Within those broad parameters, the United States has the authority to impose primary and secondary sanctions for a wide variety of reasons, including Iran’s development of a nuclear program, support for terrorism, its development of ballistic missiles and other weapons of mass destruction, abuses of human rights, and destabilizing activity in the Middle East. These authorities are derived from dozens of executive orders, as well as specific congressional legislation. Under these authorities, more than 1,000 specific individuals and entities have been sanctioned.
Sanctions relief under the JCPOA and Trump’s withdrawal
The United States agreed to certain sanctions relief as part of the JCPOA, in exchange for Iran agreeing to constraints on its nuclear program. The specific details of the sanctions lifting are supremely complex, but, in broad strokes, the United States agreed to lift secondary sanctions imposed over Iran’s nuclear program alongside the United Nations (UN) and EU dropping all nuclear-related sanctions on Iran. The JCPOA did not include any lifting of other US (or EU) sanctions for non-nuclear related reasons or any US primary sanctions on Iran, and the deal specifically allowed the United States (and EU) to implement and enforce sanctions on Iran for those non-nuclear reasons, a fact routinely highlighted by Obama administration officials. Indeed, between the day the JCPOA sanctions were lifted (January 16, 2016) and the end of the Obama administration, the United States imposed several rounds of sanctions related to Iran.
Prior to its withdrawal from the JCPOA, the Trump administration imposed many rounds of sanctions related to Iran, all without violating US commitments under the nuclear deal itself. And while Trump reimposed a substantial number of sanctions that violated US commitments under the deal when withdrawing in May 2018, a great number of Trump administration sanctions on Iran after that withdrawal would have been consistent with the JCPOA.
It is useful, therefore, to think of the Biden administration’s reentry to the JCPOA as contingent upon addressing four distinct buckets of sanctions:
sanctions since the May 2018 withdrawal that violate commitments under the deal;
sanctions from January 2016 until May 2018 that are consistent with US commitments under the deal;
sanctions from May 2018 onward that are consistent with US commitments under the deal; and
non-nuclear sanctions under Trump that would scuttle the effective implementation of the deal.

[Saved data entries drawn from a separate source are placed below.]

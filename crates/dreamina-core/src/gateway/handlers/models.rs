//! Model listing.

use axum::response::IntoResponse;
use axum::Json;
use serde_json::json;

use crate::gateway::generator::list_models;

pub async fn handle_list_models() -> impl IntoResponse {
    let data: Vec<_> = list_models()
        .into_iter()
        .map(|id| {
            json!({
                "id": id,
                "object": "model",
                "created": 1_704_067_200,
                "owned_by": "dreamina"
            })
        })
        .collect();

    Json(json!({
        "object": "list",
        "data": data
    }))
}
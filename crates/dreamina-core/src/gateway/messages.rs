//! Chat payload normalization.
//!
//! `/v1/chat/completions` accepts the whole OpenAI family of message
//! shapes: plain strings, arrays of typed parts, and loose objects. This
//! module flattens any of them into prompt text plus ordered image inputs.

use serde_json::Value;

use super::image_input::ImageInput;

/// Normalized chat payload.
#[derive(Debug, Clone, Default)]
pub struct ParsedMessages {
    pub text: String,
    pub images: Vec<ImageInput>,
}

impl ParsedMessages {
    pub fn has_images(&self) -> bool {
        !self.images.is_empty()
    }

    /// Canonical single-message form: one user message whose content is a
    /// text part followed by one `image_url` part per image.
    pub fn serialize(&self) -> Vec<Value> {
        let mut parts = Vec::new();
        if !self.text.is_empty() {
            parts.push(serde_json::json!({"type": "text", "text": self.text}));
        }
        for image in &self.images {
            let value = match image {
                ImageInput::Url(url) => url.clone(),
                ImageInput::Base64(data) => format!("data:image/png;base64,{data}"),
                ImageInput::Path(path) => path.clone(),
                ImageInput::Bytes(_) => continue,
            };
            parts.push(serde_json::json!({"type": "image_url", "image_url": {"url": value}}));
        }
        vec![serde_json::json!({"role": "user", "content": parts})]
    }
}

/// Flatten a message list. Texts of consecutive messages join with newlines;
/// images keep their order of appearance.
pub fn parse_messages(messages: &[Value]) -> ParsedMessages {
    let mut parsed = ParsedMessages::default();
    let mut texts: Vec<String> = Vec::new();

    for message in messages {
        // System/assistant turns carry no generation inputs.
        let role = message.get("role").and_then(|v| v.as_str()).unwrap_or("user");
        if role != "user" {
            continue;
        }
        if let Some(content) = message.get("content") {
            collect_content(content, &mut texts, &mut parsed.images);
        }
    }

    parsed.text = texts.join("\n");
    parsed
}

fn collect_content(content: &Value, texts: &mut Vec<String>, images: &mut Vec<ImageInput>) {
    match content {
        Value::String(s) => {
            if !s.trim().is_empty() {
                texts.push(s.trim().to_string());
            }
        }
        Value::Array(parts) => {
            for part in parts {
                collect_part(part, texts, images);
            }
        }
        Value::Object(_) => collect_part(content, texts, images),
        _ => {}
    }
}

fn collect_part(part: &Value, texts: &mut Vec<String>, images: &mut Vec<ImageInput>) {
    let kind = part.get("type").and_then(|v| v.as_str()).unwrap_or("");

    match kind {
        "text" | "input_text" => {
            if let Some(text) = part.get("text").and_then(|v| v.as_str()) {
                if !text.trim().is_empty() {
                    texts.push(text.trim().to_string());
                }
            }
            return;
        }
        "image_url" | "input_image" | "image" => {
            if let Some(image) = extract_image_value(part) {
                images.push(image);
            }
            return;
        }
        _ => {}
    }

    // Untyped object: pick up whatever keys it carries.
    if let Some(text) = part.get("text").and_then(|v| v.as_str()) {
        if !text.trim().is_empty() {
            texts.push(text.trim().to_string());
        }
    }
    if let Some(image) = extract_image_value(part) {
        images.push(image);
    }
    if let Some(list) = part.get("images").and_then(|v| v.as_array()) {
        for entry in list {
            if let Some(s) = entry.as_str() {
                images.push(ImageInput::classify(s));
            }
        }
    }
}

/// Probe the known image-bearing keys of one part.
fn extract_image_value(part: &Value) -> Option<ImageInput> {
    // `image_url` is either the URL string itself or `{url: …}`.
    if let Some(image_url) = part.get("image_url") {
        if let Some(s) = image_url.as_str() {
            return Some(ImageInput::classify(s));
        }
        if let Some(s) = image_url.get("url").and_then(|v| v.as_str()) {
            return Some(ImageInput::classify(s));
        }
    }
    if let Some(s) = part.get("url").and_then(|v| v.as_str()) {
        return Some(ImageInput::classify(s));
    }
    for key in ["b64_json", "base64", "image_base64", "image_bytes"] {
        if let Some(s) = part.get(key).and_then(|v| v.as_str()) {
            let data = match ImageInput::classify(s) {
                // The key already says base64; trust it over the heuristic.
                ImageInput::Base64(data) => data,
                _ => s.to_string(),
            };
            return Some(ImageInput::Base64(data));
        }
    }
    None
}

#[cfg(test)]
mod tests {
    use super::*;
    use serde_json::json;

    #[test]
    fn plain_string_content() {
        let messages = vec![json!({"role": "user", "content": "a red fox"})];
        let parsed = parse_messages(&messages);
        assert_eq!(parsed.text, "a red fox");
        assert!(!parsed.has_images());
    }

    #[test]
    fn typed_parts_split_text_and_images() {
        let messages = vec![json!({
            "role": "user",
            "content": [
                {"type": "text", "text": "blend these"},
                {"type": "image_url", "image_url": {"url": "https://x/y.png"}},
                {"type": "input_image", "image_url": "https://x/z.png"},
            ]
        })];
        let parsed = parse_messages(&messages);
        assert_eq!(parsed.text, "blend these");
        assert_eq!(
            parsed.images,
            vec![
                ImageInput::Url("https://x/y.png".to_string()),
                ImageInput::Url("https://x/z.png".to_string()),
            ]
        );
    }

    #[test]
    fn base64_keys_route_to_base64() {
        let messages = vec![json!({
            "role": "user",
            "content": [{"type": "image", "b64_json": "aGVsbG8="}]
        })];
        let parsed = parse_messages(&messages);
        assert_eq!(parsed.images, vec![ImageInput::Base64("aGVsbG8=".to_string())]);
    }

    #[test]
    fn data_uri_in_image_url_is_stripped() {
        let messages = vec![json!({
            "role": "user",
            "content": [
                {"type": "image_url", "image_url": {"url": "data:image/png;base64,iVBORw0KGgo="}}
            ]
        })];
        let parsed = parse_messages(&messages);
        assert_eq!(parsed.images, vec![ImageInput::Base64("iVBORw0KGgo=".to_string())]);
    }

    #[test]
    fn non_user_turns_are_ignored() {
        let messages = vec![
            json!({"role": "system", "content": "you are a fox painter"}),
            json!({"role": "user", "content": "paint one"}),
        ];
        let parsed = parse_messages(&messages);
        assert_eq!(parsed.text, "paint one");
    }

    #[test]
    fn parse_serialize_parse_is_stable() {
        let messages = vec![json!({
            "role": "user",
            "content": [
                {"type": "text", "text": "two foxes"},
                {"type": "image_url", "image_url": {"url": "https://x/a.png"}},
                {"type": "image", "b64_json": "aGVsbG8="},
            ]
        })];
        let first = parse_messages(&messages);
        let second = parse_messages(&first.serialize());
        assert_eq!(first.text, second.text);
        assert_eq!(first.images, second.images);
    }
}
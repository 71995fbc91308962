//! Dreamina Gateway - Headless Daemon
//!
//! A pure Rust HTTP server exposing an OpenAI-compatible surface on /v1/*
//! and translating it into the upstream's draft → poll → collect protocol.

use anyhow::{Context, Result};
use std::net::SocketAddr;

use dreamina_core::gateway::server::{build_router, AppState};
use dreamina_core::modules::{config, logger};

#[tokio::main]
async fn main() -> Result<()> {
    logger::init_logger();

    let mut app_config = config::load_config()
        .map_err(|e| anyhow::anyhow!(e))
        .context("Failed to load configuration")?;

    // Env takes precedence over the config file for the listen port.
    if let Some(port) = std::env::var("DREAMINA_PORT").ok().and_then(|p| p.parse().ok()) {
        app_config.server.port = port;
    }

    let addr: SocketAddr = format!("{}:{}", app_config.server.host, app_config.server.port)
        .parse()
        .context("Invalid listen address")?;

    tracing::info!("Starting Dreamina gateway on {}", addr);
    if app_config.session_provisioner_url.is_some() {
        tracing::info!("Session provisioner configured");
    }

    let state = AppState::new(app_config);
    let app = build_router(state);

    let listener = tokio::net::TcpListener::bind(addr)
        .await
        .with_context(|| format!("Failed to bind {addr}"))?;

    tracing::info!("Gateway listening on http://{}", addr);
    tracing::info!("OpenAI-compatible endpoints at http://{}/v1/", addr);

    axum::serve(listener, app).await.context("Server error")?;

    Ok(())
}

Sanctions contrary to JCPOA commitments
This bucket of sanctions is the easiest for the Biden administration to address, as any sanctions that are directly in contradiction to US commitments under the JCPOA would require lifting for the United States to come back into compliance with the deal.
The first group of these sanctions is explained by David Mortlock, also of the Atlantic Council, and Nikki Cronin, who wrote an excellent primer on the sanctions reimposed as part of the Trump administration’s withdrawal in 2018. These were the same sanctions that were lifted in 2016 by the Obama administration to bring the United States into compliance, and they cover secondary sanctions on Iran’s oil sales, petrochemical development, hard currency acquisition, and a host of other measures. They also include very narrow relief of US primary sanctions to allow for foreign subsidiaries of US companies to conduct some transactions with Iran—the export of airplanes and spare parts to Iran and the importation to the United States of Iranian carpets and foodstuffs.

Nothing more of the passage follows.